Unlike keyword systems which only match documents that exactly match the term(s) that have been searched, Vectara attempts to produce scores for the majority of documents in a corpus -- even those that have low relevance to the given query. For some use cases, it's desirable to have as many pages of results as possible, but for others, you may wish to apply logic to limit the number of results that are shown in the website or application.

In general, you can safely stop showing results with scores below 0.1 in all cases and below around 2 when using the reranker for most use cases. A more robust strategy for limiting results is to look for a sudden drop in scores. For example, if the scores are [0.7, 0.6, 0.55, 0.5, 0.2, 0.14], the large drop from 0.5 to 0.2 means results have gotten significantly worse, and can be used as a signal to stop returning results.

Comparing results across time and corpora

One of the advantages of Vectara's scoring system is that results are comparable across both different points in time and completely different corpora, even after you've indexed additional/different documents. This means you can split up your data across any corpora and not worry about how that splitting may affect scoring. This is because, unlike most keyword systems, Vectara does not rely on how relatively rare a term or set of terms is, but rather the absolute semantic significance of a document to a query.

Multilingual

Most keyword-derived search systems will instruct you to separate content for different languages into different corpora or indices because some terms are extremely common in one language but extremely rare in a different language. Splitting the indices helps ensure accurate term statistics. Vectara is different here, because it provides the absolute semantic significance scores. That is, Vectara isn't sensitive to situations like that where indexing a set of Spanish documents containing the word "hay" (a common word in Spanish) decreases the relevance of an English document in the same corpus that talks about the grain "hay" because Vectara takes the language and context into account by default.

Standard Results Response

By default, results from Vectara will be scored on a scale from -1 to 1, with 1 being a perfect match and -1 having absolutely nothing to do with the query. In practice, the vast majority will be scored between 0 and 1.

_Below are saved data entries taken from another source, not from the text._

use crate::ssa::{BinOp, GlobalId, Literal, UnOp};
use std::collections::BTreeMap;
use std::fmt::{Display, Formatter};

/// A tracked heap object: a nominal handle with a debug label. Identity
/// is handle equality. Used to model runtime globals such as the
/// per-thread current-G pointer so the analyzer can follow stack
/// switches across calls.
#[derive(Debug, Copy, Clone, PartialEq, Eq, Hash, PartialOrd, Ord)]
pub struct HeapId(pub u32);

#[derive(Debug, Default)]
pub struct HeapArena {
    labels: Vec<String>,
}

impl HeapArena {
    pub fn new() -> Self {
        Self::default()
    }

    pub fn alloc(&mut self, label: &str) -> HeapId {
        let id = HeapId(self.labels.len() as u32);
        self.labels.push(label.to_string());

        id
    }

    pub fn label(&self, id: HeapId) -> &str {
        &self.labels[id.0 as usize]
    }
}

/// The abstract value of an SSA register or tracked heap cell.
///
/// `Unknown` is bottom: the analyzer failed to track the value. Address
/// variants support only equality, inequality, and dereference; constant
/// variants fold fully.
#[derive(Debug, Clone, PartialEq)]
pub enum DynValue {
    Unknown,
    Const(Literal),
    /// Address of a named global.
    Global(GlobalId),
    /// Address of one field of a named global.
    FieldOfGlobal(GlobalId, String),
    /// Pointer to a tracked heap object.
    HeapPtr(HeapId),
    /// The fields of a tracked heap cell, modeled independently.
    HeapStruct(BTreeMap<String, HeapId>),
}

impl DynValue {
    pub fn is_unknown(&self) -> bool {
        matches!(self, DynValue::Unknown)
    }

    fn is_address(&self) -> bool {
        matches!(
            self,
            DynValue::Global(_) | DynValue::FieldOfGlobal(..) | DynValue::HeapPtr(_)
        )
    }

    /// Applies a binary operator. Returns `Unknown` on any type mismatch
    /// or unsupported operation.
    pub fn binop(op: BinOp, lhs: &DynValue, rhs: &DynValue) -> DynValue {
        if lhs.is_unknown() || rhs.is_unknown() {
            return DynValue::Unknown;
        }

        if let (DynValue::Const(a), DynValue::Const(b)) = (lhs, rhs) {
            return fold_const(op, a, b);
        }

        // globals, fields of globals, and tracked heap pointers cannot
        // alias each other: each is introduced by a distinct abstraction
        // layer, so a cross-variant pair compares unequal
        if lhs.is_address() && rhs.is_address() {
            let equal = match (lhs, rhs) {
                (DynValue::Global(a), DynValue::Global(b)) => a == b,
                (DynValue::FieldOfGlobal(a, fa), DynValue::FieldOfGlobal(b, fb)) => {
                    a == b && fa == fb
                }
                (DynValue::HeapPtr(a), DynValue::HeapPtr(b)) => a == b,
                _ => false,
            };
            return match op {
                BinOp::Eq => DynValue::Const(Literal::Bool(equal)),
                BinOp::Ne => DynValue::Const(Literal::Bool(!equal)),
                _ => DynValue::Unknown,
            };
        }

        DynValue::Unknown
    }

    /// Applies a unary operator. Dereference is handled by the value
    /// state, which owns the heap map.
    pub fn unop(op: UnOp, operand: &DynValue) -> DynValue {
        match (op, operand) {
            (UnOp::Neg, DynValue::Const(Literal::Int(value))) => value
                .checked_neg()
                .map(|negated| DynValue::Const(Literal::Int(negated)))
                .unwrap_or(DynValue::Unknown),
            (UnOp::Neg, DynValue::Const(Literal::Float(value))) => {
                DynValue::Const(Literal::Float(-value))
            }
            (UnOp::Not, DynValue::Const(Literal::Bool(value))) => {
                DynValue::Const(Literal::Bool(!value))
            }
            _ => DynValue::Unknown,
        }
    }
}

fn fold_const(op: BinOp, lhs: &Literal, rhs: &Literal) -> DynValue {
    let folded = match (lhs, rhs) {
        (Literal::Int(a), Literal::Int(b)) => fold_int(op, *a, *b),
        (Literal::Bool(a), Literal::Bool(b)) => fold_bool(op, *a, *b),
        (Literal::Float(a), Literal::Float(b)) => fold_float(op, *a, *b),
        (Literal::Str(a), Literal::Str(b)) => fold_str(op, a, b),
        (Literal::Nil, Literal::Nil) => match op {
            BinOp::Eq => Some(Literal::Bool(true)),
            BinOp::Ne => Some(Literal::Bool(false)),
            _ => None,
        },
        _ => None,
    };

    folded.map(DynValue::Const).unwrap_or(DynValue::Unknown)
}

fn fold_int(op: BinOp, a: i128, b: i128) -> Option<Literal> {
    let arithmetic = |value: Option<i128>| value.map(Literal::Int);
    match op {
        BinOp::Add => arithmetic(a.checked_add(b)),
        BinOp::Sub => arithmetic(a.checked_sub(b)),
        BinOp::Mul => arithmetic(a.checked_mul(b)),
        BinOp::Div => arithmetic(a.checked_div(b)),
        BinOp::Rem => arithmetic(a.checked_rem(b)),
        BinOp::And => Some(Literal::Int(a & b)),
        BinOp::Or => Some(Literal::Int(a | b)),
        BinOp::Xor => Some(Literal::Int(a ^ b)),
        BinOp::Shl => arithmetic(u32::try_from(b).ok().and_then(|shift| a.checked_shl(shift))),
        BinOp::Shr => arithmetic(u32::try_from(b).ok().and_then(|shift| a.checked_shr(shift))),
        BinOp::Eq => Some(Literal::Bool(a == b)),
        BinOp::Ne => Some(Literal::Bool(a != b)),
        BinOp::Lt => Some(Literal::Bool(a < b)),
        BinOp::Le => Some(Literal::Bool(a <= b)),
        BinOp::Gt => Some(Literal::Bool(a > b)),
        BinOp::Ge => Some(Literal::Bool(a >= b)),
    }
}

fn fold_bool(op: BinOp, a: bool, b: bool) -> Option<Literal> {
    match op {
        BinOp::And => Some(Literal::Bool(a && b)),
        BinOp::Or => Some(Literal::Bool(a || b)),
        BinOp::Xor => Some(Literal::Bool(a ^ b)),
        BinOp::Eq => Some(Literal::Bool(a == b)),
        BinOp::Ne => Some(Literal::Bool(a != b)),
        _ => None,
    }
}

fn fold_float(op: BinOp, a: f64, b: f64) -> Option<Literal> {
    match op {
        BinOp::Add => Some(Literal::Float(a + b)),
        BinOp::Sub => Some(Literal::Float(a - b)),
        BinOp::Mul => Some(Literal::Float(a * b)),
        BinOp::Div => Some(Literal::Float(a / b)),
        BinOp::Eq => Some(Literal::Bool(a == b)),
        BinOp::Ne => Some(Literal::Bool(a != b)),
        BinOp::Lt => Some(Literal::Bool(a < b)),
        BinOp::Le => Some(Literal::Bool(a <= b)),
        BinOp::Gt => Some(Literal::Bool(a > b)),
        BinOp::Ge => Some(Literal::Bool(a >= b)),
        _ => None,
    }
}

fn fold_str(op: BinOp, a: &str, b: &str) -> Option<Literal> {
    match op {
        BinOp::Add => Some(Literal::Str(format!("{a}{b}"))),
        BinOp::Eq => Some(Literal::Bool(a == b)),
        BinOp::Ne => Some(Literal::Bool(a != b)),
        BinOp::Lt => Some(Literal::Bool(a < b)),
        BinOp::Le => Some(Literal::Bool(a <= b)),
        BinOp::Gt => Some(Literal::Bool(a > b)),
        BinOp::Ge => Some(Literal::Bool(a >= b)),
        _ => None,
    }
}

impl Display for DynValue {
    fn fmt(&self, f: &mut Formatter<'_>) -> std::fmt::Result {
        match self {
            DynValue::Unknown => write!(f, "unknown"),
            DynValue::Const(Literal::Bool(value)) => write!(f, "{value}"),
            DynValue::Const(Literal::Int(value)) => write!(f, "{value}"),
            DynValue::Const(Literal::Float(value)) => write!(f, "{value}"),
            DynValue::Const(Literal::Str(value)) => write!(f, "{value:?}"),
            DynValue::Const(Literal::Nil) => write!(f, "nil"),
            DynValue::Global(global) => write!(f, "&global#{}", global.0),
            DynValue::FieldOfGlobal(global, field) => {
                write!(f, "&global#{}.{field}", global.0)
            }
            DynValue::HeapPtr(heap) => write!(f, "&heap#{}", heap.0),
            DynValue::HeapStruct(fields) => {
                write!(f, "struct{{")?;
                for (index, (field, heap)) in fields.iter().enumerate() {
                    if index > 0 {
                        write!(f, ", ")?;
                    }
                    write!(f, "{field}: heap#{}", heap.0)?;
                }
                write!(f, "}}")
            }
        }
    }
}

#[cfg(test)]
mod tests {
    use super::*;

    fn int(value: i128) -> DynValue {
        DynValue::Const(Literal::Int(value))
    }

    #[test]
    fn succeed_when_folding_integer_arithmetic() {
        // arrange / act / assert
        assert_eq!(DynValue::binop(BinOp::Add, &int(40), &int(2)), int(42));
        assert_eq!(DynValue::binop(BinOp::Mul, &int(-6), &int(7)), int(-42));
        assert_eq!(DynValue::binop(BinOp::Shl, &int(1), &int(5)), int(32));
        assert_eq!(
            DynValue::binop(BinOp::Lt, &int(3), &int(4)),
            DynValue::Const(Literal::Bool(true))
        );
    }

    #[test]
    fn succeed_when_degrading_to_unknown() {
        // arrange / act / assert
        assert_eq!(
            DynValue::binop(BinOp::Div, &int(1), &int(0)),
            DynValue::Unknown
        );
        assert_eq!(
            DynValue::binop(BinOp::Mul, &int(i128::MAX), &int(2)),
            DynValue::Unknown
        );
        assert_eq!(
            DynValue::binop(BinOp::Add, &int(1), &DynValue::Unknown),
            DynValue::Unknown
        );
        assert_eq!(
            DynValue::binop(BinOp::Add, &int(1), &DynValue::Const(Literal::Bool(true))),
            DynValue::Unknown
        );
    }

    #[test]
    fn succeed_when_comparing_addresses() {
        // arrange
        let global_a = DynValue::Global(GlobalId(0));
        let global_b = DynValue::Global(GlobalId(1));
        let field = DynValue::FieldOfGlobal(GlobalId(0), "mu".to_string());
        let heap = DynValue::HeapPtr(HeapId(0));

        // act / assert
        assert_eq!(
            DynValue::binop(BinOp::Eq, &global_a, &global_a),
            DynValue::Const(Literal::Bool(true))
        );
        assert_eq!(
            DynValue::binop(BinOp::Ne, &global_a, &global_b),
            DynValue::Const(Literal::Bool(true))
        );
        // distinct abstraction layers never alias
        assert_eq!(
            DynValue::binop(BinOp::Eq, &global_a, &field),
            DynValue::Const(Literal::Bool(false))
        );
        assert_eq!(
            DynValue::binop(BinOp::Eq, &heap, &global_a),
            DynValue::Const(Literal::Bool(false))
        );
        // addresses support no ordering
        assert_eq!(
            DynValue::binop(BinOp::Lt, &global_a, &global_b),
            DynValue::Unknown
        );
    }

    #[test]
    fn succeed_when_applying_unary_operators() {
        // arrange / act / assert
        assert_eq!(DynValue::unop(UnOp::Neg, &int(5)), int(-5));
        assert_eq!(
            DynValue::unop(UnOp::Not, &DynValue::Const(Literal::Bool(false))),
            DynValue::Const(Literal::Bool(true))
        );
        assert_eq!(
            DynValue::unop(UnOp::Deref, &DynValue::Global(GlobalId(0))),
            DynValue::Unknown
        );
    }
}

As with most search systems, there is no hard rule around when to cut off results as no longer very relevant. However, as a general rule, scores less than 0.1 tend to be of low quality and can typically be safely removed/ignored.

Reranked Results Response

Scores from Vectara after reranking are scored on a scale from -infinity to +infinity. Internally, the numbers returned from the reranker are derived from a logarithmic scoring system, which means that in practice, scores much higher than 10 or much lower than -10 should be rare.

As with standard results, there's no hard rule around when to cut off results, but scores above around 2.5 or so tend to be pretty good, though we advise users to test with their own data and some sample queries.